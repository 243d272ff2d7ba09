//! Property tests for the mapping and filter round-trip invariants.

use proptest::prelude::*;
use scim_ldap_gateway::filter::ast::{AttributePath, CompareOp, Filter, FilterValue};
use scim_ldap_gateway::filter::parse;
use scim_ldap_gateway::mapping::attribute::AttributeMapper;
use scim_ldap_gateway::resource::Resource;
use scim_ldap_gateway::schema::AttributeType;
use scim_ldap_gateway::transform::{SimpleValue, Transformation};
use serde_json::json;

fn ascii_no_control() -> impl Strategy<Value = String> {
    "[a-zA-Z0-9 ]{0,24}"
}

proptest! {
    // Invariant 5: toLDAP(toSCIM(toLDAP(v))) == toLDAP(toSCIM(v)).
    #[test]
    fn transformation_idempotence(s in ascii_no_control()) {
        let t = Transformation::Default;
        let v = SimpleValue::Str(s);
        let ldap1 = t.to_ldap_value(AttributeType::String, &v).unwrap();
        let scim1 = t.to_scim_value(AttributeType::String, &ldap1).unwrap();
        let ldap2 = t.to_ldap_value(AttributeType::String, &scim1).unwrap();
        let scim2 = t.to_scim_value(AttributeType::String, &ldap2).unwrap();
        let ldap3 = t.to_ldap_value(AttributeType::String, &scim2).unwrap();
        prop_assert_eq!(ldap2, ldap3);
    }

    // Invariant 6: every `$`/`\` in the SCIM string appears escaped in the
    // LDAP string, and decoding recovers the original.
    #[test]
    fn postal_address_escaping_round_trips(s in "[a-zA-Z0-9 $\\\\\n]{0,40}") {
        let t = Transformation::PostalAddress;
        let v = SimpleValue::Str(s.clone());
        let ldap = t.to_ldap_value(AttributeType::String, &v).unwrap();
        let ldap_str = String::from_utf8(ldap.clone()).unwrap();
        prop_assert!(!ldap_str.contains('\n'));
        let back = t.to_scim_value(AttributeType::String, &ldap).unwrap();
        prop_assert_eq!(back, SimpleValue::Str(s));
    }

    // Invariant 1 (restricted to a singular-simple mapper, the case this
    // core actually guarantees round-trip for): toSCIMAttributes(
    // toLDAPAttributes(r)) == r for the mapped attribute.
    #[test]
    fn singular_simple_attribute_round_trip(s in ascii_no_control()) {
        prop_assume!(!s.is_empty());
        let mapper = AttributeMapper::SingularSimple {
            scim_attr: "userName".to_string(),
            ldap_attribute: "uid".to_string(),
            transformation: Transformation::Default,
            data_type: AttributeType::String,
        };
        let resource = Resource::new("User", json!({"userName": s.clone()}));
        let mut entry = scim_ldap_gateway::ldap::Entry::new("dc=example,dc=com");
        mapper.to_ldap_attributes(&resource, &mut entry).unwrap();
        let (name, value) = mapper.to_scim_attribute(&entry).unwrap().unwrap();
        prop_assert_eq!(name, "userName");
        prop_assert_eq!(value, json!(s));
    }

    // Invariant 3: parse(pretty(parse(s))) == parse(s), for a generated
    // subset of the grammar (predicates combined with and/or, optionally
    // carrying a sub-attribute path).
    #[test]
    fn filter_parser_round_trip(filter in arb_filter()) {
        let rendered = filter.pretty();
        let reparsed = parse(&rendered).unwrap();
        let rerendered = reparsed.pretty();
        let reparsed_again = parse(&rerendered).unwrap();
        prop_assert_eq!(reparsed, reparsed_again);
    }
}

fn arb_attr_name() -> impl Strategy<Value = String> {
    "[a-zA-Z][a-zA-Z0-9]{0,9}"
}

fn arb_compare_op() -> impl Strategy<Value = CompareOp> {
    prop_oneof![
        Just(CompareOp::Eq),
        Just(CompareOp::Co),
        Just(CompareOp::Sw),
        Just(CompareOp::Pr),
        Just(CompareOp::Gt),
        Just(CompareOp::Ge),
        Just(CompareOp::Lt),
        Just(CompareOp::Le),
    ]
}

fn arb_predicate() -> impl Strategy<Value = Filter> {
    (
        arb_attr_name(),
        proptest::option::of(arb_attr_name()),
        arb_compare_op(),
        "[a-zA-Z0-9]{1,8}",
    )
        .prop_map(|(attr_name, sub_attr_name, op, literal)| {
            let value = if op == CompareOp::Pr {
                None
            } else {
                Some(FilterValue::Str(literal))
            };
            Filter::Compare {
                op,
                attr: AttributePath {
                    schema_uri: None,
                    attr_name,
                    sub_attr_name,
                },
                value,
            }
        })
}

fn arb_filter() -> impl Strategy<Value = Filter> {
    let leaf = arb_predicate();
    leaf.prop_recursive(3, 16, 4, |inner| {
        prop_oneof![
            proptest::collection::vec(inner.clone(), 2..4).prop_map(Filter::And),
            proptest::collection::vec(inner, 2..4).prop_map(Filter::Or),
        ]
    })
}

__________

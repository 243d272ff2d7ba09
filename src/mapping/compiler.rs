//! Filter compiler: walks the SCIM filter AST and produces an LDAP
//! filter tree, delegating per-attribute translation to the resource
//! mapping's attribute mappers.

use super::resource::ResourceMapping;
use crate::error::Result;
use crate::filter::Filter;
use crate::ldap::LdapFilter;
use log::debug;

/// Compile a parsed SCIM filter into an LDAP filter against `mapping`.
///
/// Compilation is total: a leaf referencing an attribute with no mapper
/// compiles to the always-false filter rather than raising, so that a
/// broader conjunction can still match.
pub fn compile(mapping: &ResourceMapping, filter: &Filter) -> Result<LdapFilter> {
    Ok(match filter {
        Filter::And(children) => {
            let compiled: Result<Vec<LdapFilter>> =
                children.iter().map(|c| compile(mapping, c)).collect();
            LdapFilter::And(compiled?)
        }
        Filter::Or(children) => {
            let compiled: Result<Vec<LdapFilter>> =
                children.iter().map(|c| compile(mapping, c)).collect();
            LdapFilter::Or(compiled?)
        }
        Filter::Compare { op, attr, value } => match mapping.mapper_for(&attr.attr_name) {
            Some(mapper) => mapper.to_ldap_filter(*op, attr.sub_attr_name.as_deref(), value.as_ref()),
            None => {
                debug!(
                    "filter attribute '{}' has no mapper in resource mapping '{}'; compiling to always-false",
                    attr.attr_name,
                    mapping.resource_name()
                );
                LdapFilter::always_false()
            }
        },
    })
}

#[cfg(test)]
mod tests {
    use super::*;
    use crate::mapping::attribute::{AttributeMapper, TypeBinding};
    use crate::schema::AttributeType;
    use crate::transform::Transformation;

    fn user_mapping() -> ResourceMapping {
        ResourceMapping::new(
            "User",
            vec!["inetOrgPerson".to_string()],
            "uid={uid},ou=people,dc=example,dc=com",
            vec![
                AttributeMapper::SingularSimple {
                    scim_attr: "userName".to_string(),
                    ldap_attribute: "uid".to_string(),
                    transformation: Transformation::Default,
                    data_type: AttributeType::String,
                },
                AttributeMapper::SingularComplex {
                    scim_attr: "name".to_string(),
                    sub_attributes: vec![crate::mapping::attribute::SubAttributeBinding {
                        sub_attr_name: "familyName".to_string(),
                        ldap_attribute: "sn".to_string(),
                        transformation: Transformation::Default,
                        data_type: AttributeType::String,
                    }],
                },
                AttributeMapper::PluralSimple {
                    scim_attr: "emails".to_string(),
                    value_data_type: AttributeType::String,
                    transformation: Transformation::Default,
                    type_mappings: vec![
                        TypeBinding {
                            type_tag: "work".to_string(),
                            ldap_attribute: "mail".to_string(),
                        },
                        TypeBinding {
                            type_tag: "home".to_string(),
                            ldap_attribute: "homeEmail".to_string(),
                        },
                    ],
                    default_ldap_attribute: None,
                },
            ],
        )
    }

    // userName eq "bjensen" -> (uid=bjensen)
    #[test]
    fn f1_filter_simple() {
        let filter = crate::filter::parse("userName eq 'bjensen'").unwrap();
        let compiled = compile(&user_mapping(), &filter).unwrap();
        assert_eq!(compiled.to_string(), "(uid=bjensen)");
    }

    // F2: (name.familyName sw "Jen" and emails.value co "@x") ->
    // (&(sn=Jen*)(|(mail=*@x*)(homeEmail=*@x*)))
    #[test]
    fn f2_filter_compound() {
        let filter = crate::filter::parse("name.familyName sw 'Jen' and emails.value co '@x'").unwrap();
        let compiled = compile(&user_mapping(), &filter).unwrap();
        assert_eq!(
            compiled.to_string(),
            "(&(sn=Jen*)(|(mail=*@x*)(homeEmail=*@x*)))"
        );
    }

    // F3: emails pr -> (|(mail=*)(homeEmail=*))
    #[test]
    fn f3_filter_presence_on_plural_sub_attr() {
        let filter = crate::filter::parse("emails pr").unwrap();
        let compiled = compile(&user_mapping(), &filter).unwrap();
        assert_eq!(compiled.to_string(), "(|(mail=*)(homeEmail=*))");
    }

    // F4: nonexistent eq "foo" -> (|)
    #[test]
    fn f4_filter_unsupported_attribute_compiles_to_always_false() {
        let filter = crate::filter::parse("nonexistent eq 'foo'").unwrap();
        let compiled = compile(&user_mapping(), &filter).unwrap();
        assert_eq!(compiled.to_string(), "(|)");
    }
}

__________

• **Task goal**:
Each line of the listing that contains the word "rerendered" must be copied.

• **Output of the task**:
        let rerendered = reparsed.pretty();
        let reparsed_again = parse(&rerendered).unwrap();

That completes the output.